Esta cimeira acontece após meses de grandes incêndios e tempestades na Península Ibérica.
Portugal e Espanha levam à 36.ª cimeira de Huelva, além dos dois chefes de Governo, Luís Montenegro e Pedro Sánchez, 18 ministros, sete portugueses e 11 espanhóis.
Do lado português, vão participar o ministro de Estado e dos Negócios Estrangeiros, Paulo Rangel, o ministro da Economia e da Coesão Territorial, Manuel Castro Almeida, o ministro Adjunto e da Reforma do Estado, Gonçalo Matias, o novo ministro da Administração Interna, Luís Neves, a ministra da Saúde, Ana Paula Martins, a ministra do Trabalho, Solidariedade e Segurança Social, Maria do Rosário Palma Ramalho, e a ministra do Ambiente e Energia, Maria de Graça Carvalho.
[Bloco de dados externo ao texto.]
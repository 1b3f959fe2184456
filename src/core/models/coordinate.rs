//! Geographic coordinate model

use serde::{Deserialize, Serialize};

/// A point on the Earth's surface in decimal degrees
#[derive(Debug, Clone, Copy, PartialEq, Serialize, Deserialize)]
pub struct Coordinate {
    /// Latitude in degrees (-90..=90)
    pub latitude: f64,
    /// Longitude in degrees (-180..=180)
    pub longitude: f64,
}

impl Coordinate {
    /// Create a coordinate from latitude and longitude
    #[must_use]
    pub const fn new(latitude: f64, longitude: f64) -> Self {
        Self {
            latitude,
            longitude,
        }
    }

    /// Whether this coordinate carries no real position.
    ///
    /// Upstream data uses `(0, 0)` as a placeholder for "no location recorded".
    #[must_use]
    #[allow(clippy::float_cmp)]
    pub fn is_unset(&self) -> bool {
        self.latitude == 0.0 && self.longitude == 0.0
    }
}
A delegação espanhola integra a ministra das Finanças, María Jesús Montero, a ministra do Trabalho e Economia Social, Yolanda Díaz, a ministra para a Transição Ecológica e o Desafio Demográfico, Sara Aagesen, o ministro dos Negócios Estrangeiros, José Manuel Albares, o ministra da Administração Interna, Fernando Grande-Marlaska, o ministro da Política Territorial e Memória Democrática, Ángel Víctor Torres, o ministro da Economia, Carlos Cuerpo, a ministra da Saúde, Mónica García, o ministro dos Direitos Sociais e Consumo, Pablo Bustinduy, a ministra da Inclusão, Segurança Social e Migrações, Elma Saiz, e o ministro para a Transformação Digital e Função Pública, Óscar López.
A cimeira decorre no Mosteiro de Santa Maria de La Rábida e na Universidade Internacional da Andaluzia, em Huelva, no sul de Espanha.
O mosteiro está historicamente associado à primeira viagem de Cristóvão Colombo até ao continente americano, em 1492, por ter sido aqui que se recolheu e rezou antes de sair, de Palos de la Frontera (igualmente em Huelva), para cruzar o atlântico.
Sánchez receberá Montenegro com honras militares às 11:00 locais (10:00 em Lisboa) e seguir-se-á um minuto de silêncio em memória das vítimas do acidente ferroviário em Espanha de 18 de janeiro, em que morreram 46 pessoas, a maioria das quais residentes em Huelva.
Após a apresentação e saudações das duas comitivas, será feita a "fotografia de família" da cimeira e, em seguida, os dois chefes de Governo assinam o livro de honra do Mosteiro de Santa María de la Rábida.
Seguem-se os encontros bilaterais e, no final, uma cerimónia de assinatura dos acordos da cimeira e a conferência de imprensa conjunta de Montenegro e Sánchez, ainda antes da sessão plenária, em que estarão os dois primeiros-ministros e os 18 ministros das duas delegações.
A última cimeira luso-espanhola realizou-se em 23 de outubro de 2024, em Faro, e teve como tema central “Água, um bem comum”, tendo sido assinados onze acordos.